**Assigned task**
Count the lines in the records below that contain the word "Handle", and reply with only that number.

**Extracted entries**
---
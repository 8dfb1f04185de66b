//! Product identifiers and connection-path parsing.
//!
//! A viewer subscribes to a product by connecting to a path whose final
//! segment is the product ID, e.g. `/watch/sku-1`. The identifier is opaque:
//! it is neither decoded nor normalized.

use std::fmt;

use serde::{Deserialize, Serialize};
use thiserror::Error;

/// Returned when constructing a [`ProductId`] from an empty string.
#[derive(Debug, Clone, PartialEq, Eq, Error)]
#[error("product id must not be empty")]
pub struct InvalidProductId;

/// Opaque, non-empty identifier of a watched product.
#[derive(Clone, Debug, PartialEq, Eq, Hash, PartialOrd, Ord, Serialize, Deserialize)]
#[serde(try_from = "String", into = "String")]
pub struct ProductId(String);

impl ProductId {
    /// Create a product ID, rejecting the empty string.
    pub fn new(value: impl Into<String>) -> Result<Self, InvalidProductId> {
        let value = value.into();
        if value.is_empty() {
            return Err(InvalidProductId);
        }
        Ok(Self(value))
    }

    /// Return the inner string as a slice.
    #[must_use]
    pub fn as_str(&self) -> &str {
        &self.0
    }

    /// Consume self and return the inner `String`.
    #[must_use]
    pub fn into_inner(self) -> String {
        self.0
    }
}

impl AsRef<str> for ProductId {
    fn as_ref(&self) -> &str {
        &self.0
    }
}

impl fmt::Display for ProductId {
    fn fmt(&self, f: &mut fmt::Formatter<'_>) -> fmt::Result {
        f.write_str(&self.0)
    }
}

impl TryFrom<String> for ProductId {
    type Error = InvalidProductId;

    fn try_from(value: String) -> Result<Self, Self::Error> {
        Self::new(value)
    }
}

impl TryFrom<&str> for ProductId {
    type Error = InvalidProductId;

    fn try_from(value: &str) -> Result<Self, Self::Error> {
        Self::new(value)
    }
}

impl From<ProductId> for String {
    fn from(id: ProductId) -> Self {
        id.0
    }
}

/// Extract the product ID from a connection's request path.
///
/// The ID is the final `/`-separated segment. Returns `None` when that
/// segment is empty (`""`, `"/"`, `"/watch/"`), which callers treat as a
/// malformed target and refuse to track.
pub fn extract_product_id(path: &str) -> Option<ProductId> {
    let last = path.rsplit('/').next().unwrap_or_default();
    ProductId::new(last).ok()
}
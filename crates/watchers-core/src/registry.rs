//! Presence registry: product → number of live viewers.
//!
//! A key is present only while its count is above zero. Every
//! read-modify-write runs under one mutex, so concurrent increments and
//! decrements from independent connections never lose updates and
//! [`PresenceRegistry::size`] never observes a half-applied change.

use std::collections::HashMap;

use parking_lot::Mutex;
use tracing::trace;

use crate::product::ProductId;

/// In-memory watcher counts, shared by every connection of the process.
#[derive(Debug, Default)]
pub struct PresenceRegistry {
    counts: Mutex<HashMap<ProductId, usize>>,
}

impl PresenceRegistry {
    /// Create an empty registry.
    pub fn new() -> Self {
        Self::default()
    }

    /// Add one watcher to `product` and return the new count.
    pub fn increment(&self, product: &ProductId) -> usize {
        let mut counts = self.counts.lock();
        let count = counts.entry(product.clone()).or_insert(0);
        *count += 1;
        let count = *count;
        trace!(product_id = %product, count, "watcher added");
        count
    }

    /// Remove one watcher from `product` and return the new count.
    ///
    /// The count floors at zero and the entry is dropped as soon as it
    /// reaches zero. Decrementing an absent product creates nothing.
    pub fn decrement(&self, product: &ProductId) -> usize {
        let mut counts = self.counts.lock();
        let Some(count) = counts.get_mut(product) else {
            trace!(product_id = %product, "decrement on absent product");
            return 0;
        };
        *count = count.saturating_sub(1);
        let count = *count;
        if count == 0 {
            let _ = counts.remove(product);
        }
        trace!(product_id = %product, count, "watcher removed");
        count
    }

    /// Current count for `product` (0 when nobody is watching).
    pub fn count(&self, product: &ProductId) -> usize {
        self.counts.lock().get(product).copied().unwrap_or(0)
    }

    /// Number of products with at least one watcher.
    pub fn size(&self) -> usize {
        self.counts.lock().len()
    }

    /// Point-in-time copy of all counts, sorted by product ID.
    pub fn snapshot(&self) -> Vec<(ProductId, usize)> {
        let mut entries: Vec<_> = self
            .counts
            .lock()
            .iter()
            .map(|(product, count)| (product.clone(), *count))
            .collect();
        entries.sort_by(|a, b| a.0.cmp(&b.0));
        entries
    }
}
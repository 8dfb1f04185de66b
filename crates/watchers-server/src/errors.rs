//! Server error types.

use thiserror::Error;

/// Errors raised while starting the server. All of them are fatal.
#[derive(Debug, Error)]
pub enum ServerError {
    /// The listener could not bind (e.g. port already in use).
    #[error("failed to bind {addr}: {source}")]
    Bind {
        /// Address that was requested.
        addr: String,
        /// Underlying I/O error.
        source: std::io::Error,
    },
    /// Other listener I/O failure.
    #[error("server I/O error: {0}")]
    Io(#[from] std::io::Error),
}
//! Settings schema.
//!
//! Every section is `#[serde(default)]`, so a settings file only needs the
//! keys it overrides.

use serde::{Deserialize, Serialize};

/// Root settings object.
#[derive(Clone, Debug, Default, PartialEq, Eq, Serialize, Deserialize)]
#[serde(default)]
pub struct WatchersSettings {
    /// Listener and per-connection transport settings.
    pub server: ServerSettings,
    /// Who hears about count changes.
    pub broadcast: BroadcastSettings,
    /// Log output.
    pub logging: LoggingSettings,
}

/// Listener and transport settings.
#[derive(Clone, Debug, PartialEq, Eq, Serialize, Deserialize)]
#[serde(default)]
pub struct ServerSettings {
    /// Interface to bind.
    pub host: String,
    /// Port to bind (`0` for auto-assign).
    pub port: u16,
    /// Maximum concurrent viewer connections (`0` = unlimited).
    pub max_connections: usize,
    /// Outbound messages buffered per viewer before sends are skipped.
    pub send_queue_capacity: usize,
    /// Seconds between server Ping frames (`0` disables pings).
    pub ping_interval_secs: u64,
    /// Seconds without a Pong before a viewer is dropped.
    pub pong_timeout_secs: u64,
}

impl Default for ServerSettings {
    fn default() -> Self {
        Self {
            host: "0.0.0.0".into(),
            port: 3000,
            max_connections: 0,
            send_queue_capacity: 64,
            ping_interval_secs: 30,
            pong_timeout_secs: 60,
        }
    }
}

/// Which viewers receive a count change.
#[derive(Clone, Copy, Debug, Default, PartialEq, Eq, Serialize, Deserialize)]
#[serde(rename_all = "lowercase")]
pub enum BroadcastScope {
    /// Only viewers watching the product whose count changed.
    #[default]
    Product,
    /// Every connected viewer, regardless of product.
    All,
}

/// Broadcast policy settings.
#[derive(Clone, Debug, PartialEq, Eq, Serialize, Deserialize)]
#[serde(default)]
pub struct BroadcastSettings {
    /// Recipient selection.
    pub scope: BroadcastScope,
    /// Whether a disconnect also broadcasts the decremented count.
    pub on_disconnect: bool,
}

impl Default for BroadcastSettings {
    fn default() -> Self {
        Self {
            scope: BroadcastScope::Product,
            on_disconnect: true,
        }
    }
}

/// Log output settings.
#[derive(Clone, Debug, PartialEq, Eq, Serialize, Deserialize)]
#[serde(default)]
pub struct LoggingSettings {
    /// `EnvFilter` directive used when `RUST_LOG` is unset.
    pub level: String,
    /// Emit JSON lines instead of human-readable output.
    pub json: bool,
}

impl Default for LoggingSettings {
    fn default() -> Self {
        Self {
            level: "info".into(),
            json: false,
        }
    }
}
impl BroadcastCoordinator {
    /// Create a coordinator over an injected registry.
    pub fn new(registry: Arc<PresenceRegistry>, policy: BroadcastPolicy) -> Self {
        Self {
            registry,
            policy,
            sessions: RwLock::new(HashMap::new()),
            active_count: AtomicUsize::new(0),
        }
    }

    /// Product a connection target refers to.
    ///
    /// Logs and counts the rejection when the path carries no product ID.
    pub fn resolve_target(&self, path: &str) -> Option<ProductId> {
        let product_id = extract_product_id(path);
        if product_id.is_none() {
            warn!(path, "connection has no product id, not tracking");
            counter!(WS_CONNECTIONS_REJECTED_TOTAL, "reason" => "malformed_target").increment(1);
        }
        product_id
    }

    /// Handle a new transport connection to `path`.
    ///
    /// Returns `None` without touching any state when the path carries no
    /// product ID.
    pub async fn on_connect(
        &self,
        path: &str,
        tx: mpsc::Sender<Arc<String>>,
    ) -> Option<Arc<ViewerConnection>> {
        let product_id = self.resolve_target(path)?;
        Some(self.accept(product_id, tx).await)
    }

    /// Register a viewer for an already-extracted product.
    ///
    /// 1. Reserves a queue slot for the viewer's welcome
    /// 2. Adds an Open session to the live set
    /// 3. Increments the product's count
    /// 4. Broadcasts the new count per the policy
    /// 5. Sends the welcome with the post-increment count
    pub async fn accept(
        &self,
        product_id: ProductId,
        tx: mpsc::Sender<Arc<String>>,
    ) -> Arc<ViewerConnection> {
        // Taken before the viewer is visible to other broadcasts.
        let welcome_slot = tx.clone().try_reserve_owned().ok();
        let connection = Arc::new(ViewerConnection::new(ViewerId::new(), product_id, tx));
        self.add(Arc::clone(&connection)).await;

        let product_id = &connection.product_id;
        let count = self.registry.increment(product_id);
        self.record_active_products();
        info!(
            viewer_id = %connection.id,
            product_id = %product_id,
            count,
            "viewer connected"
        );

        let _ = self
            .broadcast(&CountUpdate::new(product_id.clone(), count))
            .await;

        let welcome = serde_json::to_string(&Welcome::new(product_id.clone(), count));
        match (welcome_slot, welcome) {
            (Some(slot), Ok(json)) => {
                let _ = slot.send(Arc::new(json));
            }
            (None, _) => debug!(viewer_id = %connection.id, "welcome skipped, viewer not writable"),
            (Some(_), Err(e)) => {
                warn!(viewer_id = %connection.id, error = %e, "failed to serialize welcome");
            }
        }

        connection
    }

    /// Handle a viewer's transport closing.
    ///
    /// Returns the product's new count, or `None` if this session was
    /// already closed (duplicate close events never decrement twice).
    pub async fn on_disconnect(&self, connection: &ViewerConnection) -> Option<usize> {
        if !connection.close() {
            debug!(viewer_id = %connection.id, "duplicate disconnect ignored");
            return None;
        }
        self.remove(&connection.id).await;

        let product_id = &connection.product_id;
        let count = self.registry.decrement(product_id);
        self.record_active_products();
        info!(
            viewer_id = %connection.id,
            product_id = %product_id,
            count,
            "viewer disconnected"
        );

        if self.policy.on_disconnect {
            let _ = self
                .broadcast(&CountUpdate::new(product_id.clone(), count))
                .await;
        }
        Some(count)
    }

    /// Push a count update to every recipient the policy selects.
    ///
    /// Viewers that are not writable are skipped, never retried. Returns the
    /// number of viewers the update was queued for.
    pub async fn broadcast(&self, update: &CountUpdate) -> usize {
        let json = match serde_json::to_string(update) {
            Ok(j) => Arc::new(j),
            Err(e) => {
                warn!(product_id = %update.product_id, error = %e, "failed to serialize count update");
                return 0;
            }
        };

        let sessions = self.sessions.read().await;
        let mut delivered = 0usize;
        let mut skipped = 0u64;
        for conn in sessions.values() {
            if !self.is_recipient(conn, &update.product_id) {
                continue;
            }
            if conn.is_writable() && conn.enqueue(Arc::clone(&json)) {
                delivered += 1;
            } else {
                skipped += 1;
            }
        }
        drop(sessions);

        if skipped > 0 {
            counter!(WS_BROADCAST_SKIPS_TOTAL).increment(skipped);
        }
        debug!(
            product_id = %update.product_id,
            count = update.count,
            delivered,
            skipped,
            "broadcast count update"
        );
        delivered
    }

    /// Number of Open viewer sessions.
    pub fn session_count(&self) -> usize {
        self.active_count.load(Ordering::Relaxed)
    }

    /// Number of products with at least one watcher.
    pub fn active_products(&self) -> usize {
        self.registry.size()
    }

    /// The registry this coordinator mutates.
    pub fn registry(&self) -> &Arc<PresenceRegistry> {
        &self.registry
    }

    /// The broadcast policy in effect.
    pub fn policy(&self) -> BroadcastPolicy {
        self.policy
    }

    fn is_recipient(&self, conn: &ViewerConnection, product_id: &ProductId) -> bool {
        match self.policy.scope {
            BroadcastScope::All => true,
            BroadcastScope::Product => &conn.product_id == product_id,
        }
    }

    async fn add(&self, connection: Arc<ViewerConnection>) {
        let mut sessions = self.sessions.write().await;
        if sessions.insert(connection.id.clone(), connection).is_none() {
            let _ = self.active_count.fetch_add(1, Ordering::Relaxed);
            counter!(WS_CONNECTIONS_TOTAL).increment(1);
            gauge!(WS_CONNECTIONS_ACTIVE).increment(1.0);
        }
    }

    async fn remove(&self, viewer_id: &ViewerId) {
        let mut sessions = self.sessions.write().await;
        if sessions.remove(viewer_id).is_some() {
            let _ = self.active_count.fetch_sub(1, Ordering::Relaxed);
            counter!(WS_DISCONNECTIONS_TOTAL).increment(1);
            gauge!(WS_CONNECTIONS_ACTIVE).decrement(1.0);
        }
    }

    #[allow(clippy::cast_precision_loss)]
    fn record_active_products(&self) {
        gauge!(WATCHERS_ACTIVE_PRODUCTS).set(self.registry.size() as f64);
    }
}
---
**Task response**
2